AUGUSTA — The Legislature has given initial approval to a bill to resume a climate-change study that has languished during the administration of Gov. Paul LePage.

L.D. 825, sponsored by Rep. William Noon, D-Sanford, would resume the study of long-term effects of climate change, requiring a report to be submitted to the Legislature by February 2015.

The Senate passed the bill Tuesday without a roll-call vote. The House passed it largely along party lines Monday, 83–55. All House Republicans opposed it, joined by two Democrats, Stanley Short of Pittsfield and Lisa Villa of Harrison.

In 2009, the Democratic-controlled Legislature, under Democratic Gov. John Baldacci, passed a law directing the Department of Environmental Protection to create a climate-change report. The report was completed and published in 2010, containing 60 recommendations for the state relating to climate-change effects.

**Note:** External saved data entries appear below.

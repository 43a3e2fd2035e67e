//! Block equivalency overlay
//!
//! A delimited file mapping block GEOIDs to arbitrary attributes (district
//! assignments, precinct codes, ...). Every column other than the join column
//! is added to the block layer, typed by inspecting its values. Columns may
//! not collide with layer schema columns, CVAP or voter columns, or columns
//! another equivalency file already imported.

use crate::models::EquivalencyFile;
use crate::services::cvap::cvap_columns;
use crate::services::overlay::{add_columns, read_delimited, update_in_batches, DelimitedTable, KeyedValues, OverlayError};
use crate::services::package_writer::FieldValue;
use crate::services::voter_file::registration_columns;
use rdpkg_common::db::layers::layer_table;
use rdpkg_common::db::migrations::{provenance_details, run_step, MigrationStep, StepOutcome};
use rdpkg_common::db::schema_sync::SchemaIntrospector;
use rdpkg_common::geography::GeographyCatalog;
use rdpkg_common::{DecennialYear, Progress};
use serde::Serialize;
use sqlx::SqlitePool;
use std::collections::{HashMap, HashSet};
use tracing::{debug, info};

/// Storage class inferred for an imported column
#[derive(Debug, Clone, Copy, PartialEq, Eq)]
pub enum InferredType {
    Integer,
    Real,
    Text,
}

impl InferredType {
    pub fn as_sql(&self) -> &'static str {
        match self {
            InferredType::Integer => "INTEGER",
            InferredType::Real => "REAL",
            InferredType::Text => "TEXT",
        }
    }

    /// Narrowest type holding every non-empty value; TEXT when there are none
    pub fn infer<'a>(values: impl IntoIterator<Item = &'a str>) -> Self {
        let mut inferred: Option<InferredType> = None;
        for value in values.into_iter().filter(|v| !v.is_empty()) {
            // Zero-padded codes keep their padding
            if value.len() > 1 && value.starts_with('0') && !value.starts_with("0.") {
                return InferredType::Text;
            }
            let this = if value.parse::<i64>().is_ok() {
                InferredType::Integer
            } else if value.parse::<f64>().is_ok() {
                InferredType::Real
            } else {
                return InferredType::Text;
            };
            inferred = Some(match (inferred, this) {
                (Some(InferredType::Real), _) | (_, InferredType::Real) => InferredType::Real,
                _ => InferredType::Integer,
            });
        }
        inferred.unwrap_or(InferredType::Text)
    }

    fn value(&self, raw: &str) -> FieldValue {
        if raw.is_empty() {
            return FieldValue::Null;
        }
        match self {
            InferredType::Integer => raw.parse().map(FieldValue::Integer).unwrap_or(FieldValue::Null),
            InferredType::Real => raw.parse().map(FieldValue::Real).unwrap_or(FieldValue::Null),
            InferredType::Text => FieldValue::Text(raw.to_string()),
        }
    }
}

/// Column name usable as an SQL identifier: lowercase, `[a-z0-9_]`, not digit-led
pub fn column_name(raw: &str) -> String {
    let mut name: String = raw
        .trim()
        .chars()
        .map(|c| if c.is_ascii_alphanumeric() { c.to_ascii_lowercase() } else { '_' })
        .collect();
    if name.is_empty() || name.starts_with(|c: char| c.is_ascii_digit()) {
        name.insert(0, '_');
    }
    name
}

/// An imported column: source index, target name, type
#[derive(Debug, Clone, PartialEq)]
pub struct ImportColumn {
    pub index: usize,
    pub name: String,
    pub sql_type: InferredType,
}

/// Columns to import: the requested subset, or every non-join column
pub fn plan_columns(
    file: &EquivalencyFile,
    data: &DelimitedTable,
    join: usize,
) -> Result<Vec<ImportColumn>, OverlayError> {
    let indexes: Vec<usize> = match &file.columns {
        Some(subset) => subset
            .iter()
            .map(|c| data.require(&file.path, c))
            .collect::<Result<_, _>>()?,
        None => (0..data.headers.len()).filter(|&i| i != join).collect(),
    };

    Ok(indexes
        .into_iter()
        .map(|index| {
            let sql_type = InferredType::infer(
                data.rows
                    .iter()
                    .filter_map(|r| r.get(index))
                    .map(String::as_str),
            );
            ImportColumn {
                index,
                name: column_name(&data.headers[index]),
                sql_type,
            }
        })
        .collect())
}

/// Who owns each column an equivalency file must not write
pub fn reserved_columns(catalog: &GeographyCatalog) -> Result<HashMap<String, String>, OverlayError> {
    let mut reserved = HashMap::new();
    for year in [DecennialYear::Y2010, DecennialYear::Y2020] {
        for geography in catalog.all() {
            for name in layer_table(geography, year)?.column_names() {
                reserved.entry(name.to_string()).or_insert_with(|| "a layer column".to_string());
            }
        }
    }
    for name in cvap_columns() {
        reserved.insert(name, "a CVAP column".to_string());
    }
    for (name, _) in registration_columns() {
        reserved.insert(name, "a voter registration column".to_string());
    }
    Ok(reserved)
}

/// Reject duplicate names and names owned by the layer or another import
async fn check_conflicts(
    pool: &SqlitePool,
    table: &str,
    step: &str,
    file: &EquivalencyFile,
    columns: &[ImportColumn],
) -> Result<(), OverlayError> {
    let conflict = |column: &str, owner: String| OverlayError::ColumnConflict {
        file: file.path.display().to_string(),
        column: column.to_string(),
        owner,
    };

    let mut owners = reserved_columns(&GeographyCatalog::new())?;
    for (other, details) in provenance_details(pool, &format!("equivalency:{}:", table)).await? {
        if other == step {
            continue;
        }
        let imported = details["columns"].as_array().cloned().unwrap_or_default();
        for name in imported.iter().filter_map(|c| c.as_str()) {
            owners.insert(name.to_string(), format!("a column imported by {}", other));
        }
    }

    let mut seen = HashSet::new();
    for column in columns {
        if !seen.insert(column.name.as_str()) {
            return Err(conflict(&column.name, "another column of the same file".to_string()));
        }
        if let Some(owner) = owners.remove(&column.name) {
            return Err(conflict(&column.name, owner));
        }
    }
    Ok(())
}

#[derive(Debug, Serialize)]
struct EquivalencyDetails {
    file: String,
    columns: Vec<String>,
    rows: u64,
}

/// Import an equivalency file onto `table`; `Ok(false)` when it was already imported
pub async fn import_equivalency(
    pool: &SqlitePool,
    table: &str,
    file: &EquivalencyFile,
    progress: &Progress,
) -> Result<bool, OverlayError> {
    if !SchemaIntrospector::table_exists(pool, table).await? {
        return Err(OverlayError::MissingTable(table.to_string()));
    }

    let data = read_delimited(&file.path)?;
    let join = data.require(&file.path, &file.join_column)?;
    let columns = plan_columns(file, &data, join)?;
    for column in &columns {
        debug!(column = %column.name, sql_type = column.sql_type.as_sql(), "Equivalency column");
    }
    progress.checkpoint(5.0)?;

    let step = MigrationStep::columns_absent(
        format!("equivalency:{}:{}", table, file.path.display()),
        table,
        columns.iter().map(|c| c.name.clone()),
    );
    check_conflicts(pool, table, &step.name, file, &columns).await?;
    let outcome = run_step(pool, &step, || async {
        let definitions: Vec<(String, &'static str)> =
            columns.iter().map(|c| (c.name.clone(), c.sql_type.as_sql())).collect();
        add_columns(pool, table, &definitions).await?;

        let rows: Vec<KeyedValues> = data
            .rows
            .iter()
            .filter_map(|row| {
                let key = row.get(join).filter(|k| !k.is_empty())?;
                Some(KeyedValues {
                    key: key.clone(),
                    values: columns
                        .iter()
                        .map(|c| c.sql_type.value(row.get(c.index).map(String::as_str).unwrap_or("")))
                        .collect(),
                })
            })
            .collect();

        let names: Vec<&str> = columns.iter().map(|c| c.name.as_str()).collect();
        let changed = update_in_batches(pool, table, "geoid", &names, rows, &progress.scoped(10.0, 100.0)).await?;
        info!(table, file = %file.path.display(), columns = names.len(), rows = changed, "Equivalency imported");

        Ok::<_, OverlayError>(EquivalencyDetails {
            file: file.path.display().to_string(),
            columns: columns.iter().map(|c| c.name.clone()).collect(),
            rows: changed,
        })
    })
    .await?;

    Ok(matches!(outcome, StepOutcome::Applied(_)))
}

The first recommendation was to draft a detailed climate adaptation plan. A second bill, passed in 2010, directed the DEP to create that plan by January 2012. But the LePage administration didn’t submit the report, and the Republican-led Legislature didn’t fight him on it.

The administration has said the study represents a waste of limited resources and has asked the Legislature to relieve the DEP of responsibility for any future climate adaptation plan. Many states have fought political battles over similar studies.

Supporters of the bill, led by environmental groups including the Natural Resources Council of Maine, the Conservation Law Foundation and The Nature Conservancy, have criticized the LePage administration for halting the study.

L.D. 825 faces final votes in the House and Senate.